Llego a la casa y me pongo en
ropa cómoda, sigo escuchando música y me dispongo a limpiar el carro, a sacar
basuras que lleva meses allí, que ya
casi era parte del mobiliario del vehículo: cajas de chiclets y botellitas de agua vacías, facturas del
supermercado, alguna que otra semilla de una fruta que para saber cuál era
tendría que sembrar la semilla y esperar a que germine, en fin. Entro la mano
por debajo del asiento del conductor para sacar más basura, y siento algo duro,
frío, cilíndrico. Lo tomo y empiezo a sacarlo, lleva un líquido, lo puedo
sentir desplazarse en el cilindro que lo contiene. Ya mi mente presiente lo que
es porque lo ha vivido muchas veces. Lo saco y efectivamente: una botella de
ron casi enterecita. Un par de tragos mientras limpio el carro no le hacen daño
a nadie, y me sirvo. Ya está bueno de música suave, a salseá esta vaina ¡Wepa,
qué chulanga! “Uno se cura, yo te juro, amigo mío que uno se cura...”
La noche cae al igual que yo voy
cayendo. El mundo no se abstrae de mi (todos me observan), yo, en cambio, me
abstraigo del mundo (no los veo). Sigo en tragos y en rumba en “mode alone”,
porque el problema es cuando me voy de parranda con esos tígueres del colegio,
alcohólicos, degenerados. Si lo hago solo yo me puedo controlar porque no tengo
la influencia de ellos, cuando digo “hasta aquí”, es “hasta aquí”, y punto. ¿Yo
no soy un hombre? ¡Jú!
Tú ve’ ya yo estoy contentoso, ya
yo tengo que ir parando, pero como el verbo se divide en tres sílabas: Pa-ran-do,
así mismo lo voy a hacer: A tres caídas, con tres traguitos más a la roca. Que siga
la ruuumbaaaaaa, que yo pago, para eso es que trabajo coño, para darme lo que
quiero.
***
¡Mierquina! ¿Y qué hora es?
Me lanzo de la cama como un felino en alerta y alcanzo el reloj: 12: 36 p.m.

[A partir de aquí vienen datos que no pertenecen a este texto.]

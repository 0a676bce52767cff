use anyhow::Result;
use clap::Parser;

use onico::{logging, App, Cli};
use onico_auth::Settings;

#[tokio::main]
async fn main() -> Result<()> {
    let cli = Cli::parse();

    let (log_path, _log_guard) = logging::init_logging()?;
    tracing::info!(path = %log_path.display(), "Logging initialized");

    let settings = match &cli.config {
        Some(path) => Settings::from_file(&path.to_string_lossy())?,
        None => Settings::new()?,
    };

    let app = App::connect(&settings)?;
    app.run(cli.command, &mut std::io::stdout()).await?;

    Ok(())
}
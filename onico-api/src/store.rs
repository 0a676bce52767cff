use serde::{Deserialize, Serialize};
use std::collections::HashMap;
use std::sync::{Mutex, MutexGuard};
use thiserror::Error;

/// The two values the session persists between launches.
#[derive(Debug, Clone, Copy, PartialEq, Eq, Hash)]
pub enum CredentialKey {
    AccessToken,
    RefreshToken,
}

impl CredentialKey {
    pub const ALL: [CredentialKey; 2] = [CredentialKey::AccessToken, CredentialKey::RefreshToken];

    pub fn as_str(&self) -> &'static str {
        match self {
            CredentialKey::AccessToken => "accessToken",
            CredentialKey::RefreshToken => "refreshToken",
        }
    }
}

/// Access/refresh token pair
#[derive(Debug, Clone, PartialEq, Eq, Serialize, Deserialize)]
#[serde(rename_all = "camelCase")]
pub struct Credentials {
    pub access_token: String,
    pub refresh_token: String,
}

impl Credentials {
    pub fn new(access_token: impl Into<String>, refresh_token: impl Into<String>) -> Self {
        Self {
            access_token: access_token.into(),
            refresh_token: refresh_token.into(),
        }
    }

    pub fn get(&self, key: CredentialKey) -> &str {
        match key {
            CredentialKey::AccessToken => &self.access_token,
            CredentialKey::RefreshToken => &self.refresh_token,
        }
    }
}

#[derive(Error, Debug)]
pub enum StoreError {
    #[error("IO error: {0}")]
    Io(#[from] std::io::Error),

    #[error("JSON error: {0}")]
    Json(#[from] serde_json::Error),

    #[error("Credential store lock poisoned")]
    Poisoned,
}

/// Durable key-value storage for the session's tokens.
///
/// Implementations must serialize their own reads and writes. The pair helpers
/// (`save`, `clear`, `rotate`) have non-atomic default implementations built on
/// the single-key operations; stores that can do better should override them so
/// a reader never observes half of a replaced pair.
pub trait CredentialStore: Send + Sync {
    fn get(&self, key: CredentialKey) -> Result<Option<String>, StoreError>;

    fn set(&self, key: CredentialKey, value: &str) -> Result<(), StoreError>;

    fn remove(&self, key: CredentialKey) -> Result<(), StoreError>;

    /// Both tokens, or `None` if either one is missing.
    fn load(&self) -> Result<Option<Credentials>, StoreError> {
        let access = self.get(CredentialKey::AccessToken)?;
        let refresh = self.get(CredentialKey::RefreshToken)?;
        Ok(access.zip(refresh).map(|(a, r)| Credentials::new(a, r)))
    }

    fn save(&self, credentials: &Credentials) -> Result<(), StoreError> {
        for key in CredentialKey::ALL {
            self.set(key, credentials.get(key))?;
        }
        Ok(())
    }

    fn clear(&self) -> Result<(), StoreError> {
        for key in CredentialKey::ALL {
            self.remove(key)?;
        }
        Ok(())
    }

    /// Replace the stored pair only if the stored refresh token is still
    /// `previous_refresh`. Returns whether the replacement happened.
    fn rotate(&self, previous_refresh: &str, next: &Credentials) -> Result<bool, StoreError> {
        if self.get(CredentialKey::RefreshToken)?.as_deref() != Some(previous_refresh) {
            return Ok(false);
        }
        self.save(next)?;
        Ok(true)
    }
}

/// Process-local credential store.
#[derive(Debug, Default)]
pub struct MemoryCredentialStore {
    values: Mutex<HashMap<CredentialKey, String>>,
}

impl MemoryCredentialStore {
    pub fn new() -> Self {
        Self::default()
    }

    pub fn with_credentials(credentials: &Credentials) -> Self {
        let values = CredentialKey::ALL
            .into_iter()
            .map(|key| (key, credentials.get(key).to_string()))
            .collect();
        Self {
            values: Mutex::new(values),
        }
    }

    fn values(&self) -> Result<MutexGuard<'_, HashMap<CredentialKey, String>>, StoreError> {
        self.values.lock().map_err(|_| StoreError::Poisoned)
    }
}

impl CredentialStore for MemoryCredentialStore {
    fn get(&self, key: CredentialKey) -> Result<Option<String>, StoreError> {
        Ok(self.values()?.get(&key).cloned())
    }

    fn set(&self, key: CredentialKey, value: &str) -> Result<(), StoreError> {
        self.values()?.insert(key, value.to_string());
        Ok(())
    }

    fn remove(&self, key: CredentialKey) -> Result<(), StoreError> {
        self.values()?.remove(&key);
        Ok(())
    }

    fn save(&self, credentials: &Credentials) -> Result<(), StoreError> {
        let mut values = self.values()?;
        for key in CredentialKey::ALL {
            values.insert(key, credentials.get(key).to_string());
        }
        Ok(())
    }

    fn clear(&self) -> Result<(), StoreError> {
        self.values()?.clear();
        Ok(())
    }

    fn rotate(&self, previous_refresh: &str, next: &Credentials) -> Result<bool, StoreError> {
        let mut values = self.values()?;
        if values.get(&CredentialKey::RefreshToken).map(String::as_str) != Some(previous_refresh) {
            return Ok(false);
        }
        for key in CredentialKey::ALL {
            values.insert(key, next.get(key).to_string());
        }
        Ok(true)
    }
}
//! Integration tests for session state transitions

use std::sync::Arc;
use std::time::Duration;

use mockito::{Matcher, Server, ServerGuard};
use onico_api::{
    ApiError, Client, CredentialStore, Credentials, MemoryCredentialStore, Request, SecretString,
};
use onico_auth::{connect, AuthError, Session, SessionState, Settings};

const USER: &str = r#"{
    "id": "0d8f4a8e-7c55-4c1e-9a0e-2b5b1c4f7d10",
    "firstName": "Anna",
    "lastName": "Bianchi",
    "email": "anna@example.com"
}"#;

fn auth_body(token: &str, refresh: &str) -> String {
    format!(
        r#"{{"token": "{}", "refreshToken": "{}", "user": {}}}"#,
        token, refresh, USER
    )
}

fn session_with(server: &ServerGuard, store: &Arc<MemoryCredentialStore>) -> Arc<Session> {
    let client = Client::new(format!("{}/api/v1", server.url()), store.clone());
    Arc::new(Session::new(Arc::new(client)))
}

fn password(value: &str) -> SecretString {
    SecretString::from(value.to_string())
}

#[tokio::test]
async fn login_stores_credentials_and_authenticates() {
    //* Given
    let mut server = Server::new_async().await;
    let login = server
        .mock("POST", "/api/v1/auth/login")
        .match_body(Matcher::Json(
            serde_json::json!({"email": "anna@example.com", "password": "secret"}),
        ))
        .with_status(200)
        .with_body(auth_body("t1", "r1"))
        .expect(1)
        .create_async()
        .await;

    let store = Arc::new(MemoryCredentialStore::new());
    let session = session_with(&server, &store);
    let mut state = session.subscribe();
    assert!(!session.is_authenticated());

    //* When
    let user = session
        .login("anna@example.com", password("secret"))
        .await
        .unwrap();

    //* Then
    login.assert_async().await;
    assert_eq!(user.full_name(), "Anna Bianchi");
    assert_eq!(store.load().unwrap(), Some(Credentials::new("t1", "r1")));
    assert!(state.has_changed().unwrap());
    let published = state.borrow_and_update().clone();
    assert!(published.is_authenticated);
    assert_eq!(published.current_user, Some(user));
}

#[tokio::test]
async fn rejected_login_leaves_session_untouched() {
    //* Given
    let mut server = Server::new_async().await;
    server
        .mock("POST", "/api/v1/auth/login")
        .with_status(401)
        .with_body(r#"{"data": null, "message": "Invalid credentials"}"#)
        .create_async()
        .await;

    let store = Arc::new(MemoryCredentialStore::new());
    let session = session_with(&server, &store);

    //* When
    let result = session.login("anna@example.com", password("wrong")).await;

    //* Then
    let err = result.unwrap_err();
    assert!(matches!(err, AuthError::Api(ApiError::Server(_))));
    assert_eq!(err.to_string(), "Invalid credentials");
    assert!(!session.is_authenticated());
    assert_eq!(store.load().unwrap(), None);
}

#[tokio::test]
async fn register_signs_in_the_new_account() {
    //* Given
    let mut server = Server::new_async().await;
    let register = server
        .mock("POST", "/api/v1/auth/register")
        .match_body(Matcher::PartialJson(serde_json::json!({
            "firstName": "Anna",
            "lastName": "Bianchi",
            "email": "anna@example.com"
        })))
        .with_status(201)
        .with_body(auth_body("t1", "r1"))
        .expect(1)
        .create_async()
        .await;

    let store = Arc::new(MemoryCredentialStore::new());
    let session = session_with(&server, &store);

    //* When
    let user = session
        .register("Anna", "Bianchi", "anna@example.com", password("secret"))
        .await
        .unwrap();

    //* Then
    register.assert_async().await;
    assert_eq!(user.email, "anna@example.com");
    assert!(session.is_authenticated());
    assert_eq!(store.load().unwrap(), Some(Credentials::new("t1", "r1")));
}

#[tokio::test]
async fn logout_is_idempotent() {
    let server = Server::new_async().await;
    let store = Arc::new(MemoryCredentialStore::with_credentials(&Credentials::new(
        "t1", "r1",
    )));
    let session = session_with(&server, &store);
    assert!(session.is_authenticated());

    session.logout();
    let after_first = session.state();
    session.logout();

    assert_eq!(session.state(), after_first);
    assert!(!after_first.is_authenticated);
    assert!(after_first.current_user.is_none());
    assert_eq!(store.load().unwrap(), None);
}

#[tokio::test]
async fn initialize_loads_profile_for_stored_credentials() {
    //* Given
    let mut server = Server::new_async().await;
    let me = server
        .mock("GET", "/api/v1/me")
        .match_header("authorization", "Bearer t1")
        .with_status(200)
        .with_body(format!(r#"{{"data": {}, "message": null}}"#, USER))
        .expect(1)
        .create_async()
        .await;

    let store = Arc::new(MemoryCredentialStore::with_credentials(&Credentials::new(
        "t1", "r1",
    )));
    let session = session_with(&server, &store);

    //* When
    session.initialize().await;

    //* Then
    me.assert_async().await;
    assert!(session.is_authenticated());
    assert_eq!(
        session.current_user().map(|user| user.first_name),
        Some("Anna".to_string())
    );
}

#[tokio::test]
async fn initialize_without_credentials_sends_nothing() {
    let mut server = Server::new_async().await;
    let me = server
        .mock("GET", "/api/v1/me")
        .expect(0)
        .create_async()
        .await;

    let store = Arc::new(MemoryCredentialStore::new());
    let session = session_with(&server, &store);

    session.initialize().await;

    me.assert_async().await;
    assert!(!session.is_authenticated());
}

#[tokio::test]
async fn initialize_logs_out_when_profile_cannot_be_loaded() {
    //* Given
    let mut server = Server::new_async().await;
    server
        .mock("GET", "/api/v1/me")
        .with_status(401)
        .create_async()
        .await;
    server
        .mock("POST", "/api/v1/auth/refresh")
        .with_status(401)
        .with_body(r#"{"message": "Refresh token expired"}"#)
        .expect(1)
        .create_async()
        .await;

    let store = Arc::new(MemoryCredentialStore::with_credentials(&Credentials::new(
        "t1", "r1",
    )));
    let session = session_with(&server, &store);

    //* When
    session.initialize().await;

    //* Then
    assert!(!session.is_authenticated());
    assert_eq!(store.load().unwrap(), None);
}

#[tokio::test]
async fn logout_during_profile_fetch_stays_logged_out() {
    //* Given
    let mut server = Server::new_async().await;
    let me = server
        .mock("GET", "/api/v1/me")
        .with_status(200)
        .with_body_from_request(|_| {
            std::thread::sleep(Duration::from_millis(300));
            format!(r#"{{"data": {}, "message": null}}"#, USER).into_bytes()
        })
        .expect(1)
        .create_async()
        .await;

    let store = Arc::new(MemoryCredentialStore::with_credentials(&Credentials::new(
        "t1", "r1",
    )));
    let session = session_with(&server, &store);

    //* When
    let restoring = tokio::spawn({
        let session = session.clone();
        async move { session.initialize().await }
    });
    tokio::time::sleep(Duration::from_millis(100)).await;
    session.logout();
    restoring.await.unwrap();

    //* Then
    me.assert_async().await;
    assert_eq!(session.state(), SessionState::default());
    assert_eq!(store.load().unwrap(), None);
}

#[tokio::test]
async fn expiry_during_a_request_logs_out() {
    //* Given
    let mut server = Server::new_async().await;
    server
        .mock("GET", "/api/v1/clients")
        .with_status(401)
        .create_async()
        .await;
    server
        .mock("POST", "/api/v1/auth/refresh")
        .with_status(500)
        .create_async()
        .await;

    let store = Arc::new(MemoryCredentialStore::with_credentials(&Credentials::new(
        "t1", "r1",
    )));
    let session = session_with(&server, &store);
    let _watcher = session.watch_expiry();
    let mut state = session.subscribe();
    assert!(state.borrow().is_authenticated);

    //* When
    let result = session.client().send(Request::clients().list()).await;

    //* Then
    assert!(matches!(result, Err(ApiError::SessionExpired)));
    tokio::time::timeout(
        Duration::from_secs(1),
        state.wait_for(|state| !state.is_authenticated),
    )
    .await
    .expect("session did not log out")
    .unwrap();
    assert!(session.current_user().is_none());
}

#[tokio::test]
async fn connect_uses_configured_credentials_file() {
    let dir = tempfile::tempdir().unwrap();
    let path = dir.path().join("credentials.json");
    let settings = Settings {
        base_url: "http://localhost:8282/api/v1".into(),
        timeout_secs: 5,
        credentials_path: Some(path.clone()),
    };

    let client = connect(&settings).unwrap();
    client
        .credentials()
        .save(&Credentials::new("t1", "r1"))
        .unwrap();

    assert_eq!(client.base_url(), "http://localhost:8282/api/v1");
    assert!(path.exists());
    let session = Session::new(Arc::new(client));
    assert!(session.is_authenticated());
}

#[tokio::test]
async fn connect_rejects_invalid_settings() {
    let settings = Settings {
        base_url: "onicotech.local".into(),
        ..Settings::default()
    };

    assert!(matches!(
        connect(&settings),
        Err(AuthError::Configuration(_))
    ));
}
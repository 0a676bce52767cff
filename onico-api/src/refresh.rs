use std::future::Future;
use tokio::sync::{broadcast, Mutex};

use crate::error::ApiError;
use crate::store::{CredentialKey, CredentialStore, Credentials};

const EVENT_CAPACITY: usize = 16;

/// Broadcast to subscribers when the session can no longer be recovered.
#[derive(Debug, Clone, Copy, PartialEq, Eq)]
pub enum SessionEvent {
    Expired,
}

/// Single-flight coordinator for exchanging the refresh token.
///
/// Only one exchange runs at a time. Callers that were rejected with a token
/// that has since been replaced skip the exchange and retry with the stored
/// token instead.
pub struct TokenRefresher {
    gate: Mutex<()>,
    events: broadcast::Sender<SessionEvent>,
}

impl TokenRefresher {
    pub fn new() -> Self {
        let (events, _) = broadcast::channel(EVENT_CAPACITY);
        Self {
            gate: Mutex::new(()),
            events,
        }
    }

    pub fn subscribe(&self) -> broadcast::Receiver<SessionEvent> {
        self.events.subscribe()
    }

    /// Recover from an authorization failure of a request that carried `stale`.
    ///
    /// `Ok(())` means the store now holds an access token worth retrying with.
    /// Any terminal failure clears the store, emits [`SessionEvent::Expired`]
    /// and returns [`ApiError::SessionExpired`].
    pub async fn refresh<F, Fut>(
        &self,
        store: &dyn CredentialStore,
        stale: Option<&str>,
        exchange: F,
    ) -> Result<(), ApiError>
    where
        F: FnOnce(String) -> Fut,
        Fut: Future<Output = Result<Credentials, ApiError>>,
    {
        let _guard = self.gate.lock().await;

        let current = store.get(CredentialKey::AccessToken)?;
        match (stale, current.as_deref()) {
            (_, Some(current)) if Some(current) != stale => {
                tracing::debug!("Access token already replaced, retrying without refresh");
                return Ok(());
            }
            (Some(_), None) => {
                // Logged out, or a concurrent refresh already failed and signalled.
                tracing::debug!("Credentials cleared while waiting for refresh");
                return Err(ApiError::SessionExpired);
            }
            _ => {}
        }

        let Some(refresh_token) = store.get(CredentialKey::RefreshToken)? else {
            tracing::warn!("No refresh token stored, session expired");
            return Err(self.expire(store));
        };

        tracing::debug!("Exchanging refresh token");
        match exchange(refresh_token.clone()).await {
            Ok(next) => {
                if store.rotate(&refresh_token, &next)? {
                    tracing::info!("Access token refreshed");
                    Ok(())
                } else if store.get(CredentialKey::AccessToken)?.is_some() {
                    tracing::debug!("Credentials replaced during refresh, discarding new pair");
                    Ok(())
                } else {
                    tracing::info!("Logged out during refresh, discarding new pair");
                    Err(ApiError::SessionExpired)
                }
            }
            Err(e) => {
                tracing::warn!("Token refresh failed: {}", e);
                Err(self.expire(store))
            }
        }
    }

    fn expire(&self, store: &dyn CredentialStore) -> ApiError {
        if let Err(e) = store.clear() {
            tracing::error!("Failed to clear credentials: {}", e);
        }
        // No subscribers is not an error.
        let _ = self.events.send(SessionEvent::Expired);
        ApiError::SessionExpired
    }
}

impl Default for TokenRefresher {
    fn default() -> Self {
        Self::new()
    }
}
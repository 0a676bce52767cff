use super::{Ignored, Method, NoData, Request};
use crate::error::ApiError;
use std::borrow::Cow;

/// Ask the backend to drop its server-side caches.
#[derive(Default, Debug, Clone)]
pub struct InvalidateCache;

impl Request for InvalidateCache {
    type Data = NoData;
    type Response = Ignored;
    type Output = ();
    const METHOD: Method = Method::POST;

    fn endpoint(&self) -> Cow<'_, str> {
        "/cache/invalidate".into()
    }

    fn output(_: Option<Self::Response>) -> Result<Self::Output, ApiError> {
        Ok(())
    }
}
//! Errors raised while reading network settings.

use std::num::ParseIntError;
use thiserror::Error;

#[derive(Error, Debug)]
pub enum ConfigError {
    /// Network name outside the supported set
    #[error("Unknown network: {0}")]
    UnknownNetwork(String),

    /// Fork block override that is not a block height
    #[error("Invalid fork block number {value:?}: {source}")]
    InvalidForkBlock {
        value: String,
        #[source]
        source: ParseIntError,
    },
}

¡Mierrrrrda! ¿Y ahora? Un suspiro hondo, bien hondo.
Me tiro de nuevo en la cama,
encuentro el celular entre las sábanas, busco con cierta dificultad añera en los contactos hasta que al fin lo encuentro:
-¿Alo?-
-Colmado Juancito. Para servirle-.
-Pana, un litro de Brugal blanco y un jugo de naranja al edificio Acuario,
apartamento 202. Devuelta para 1,000.00-.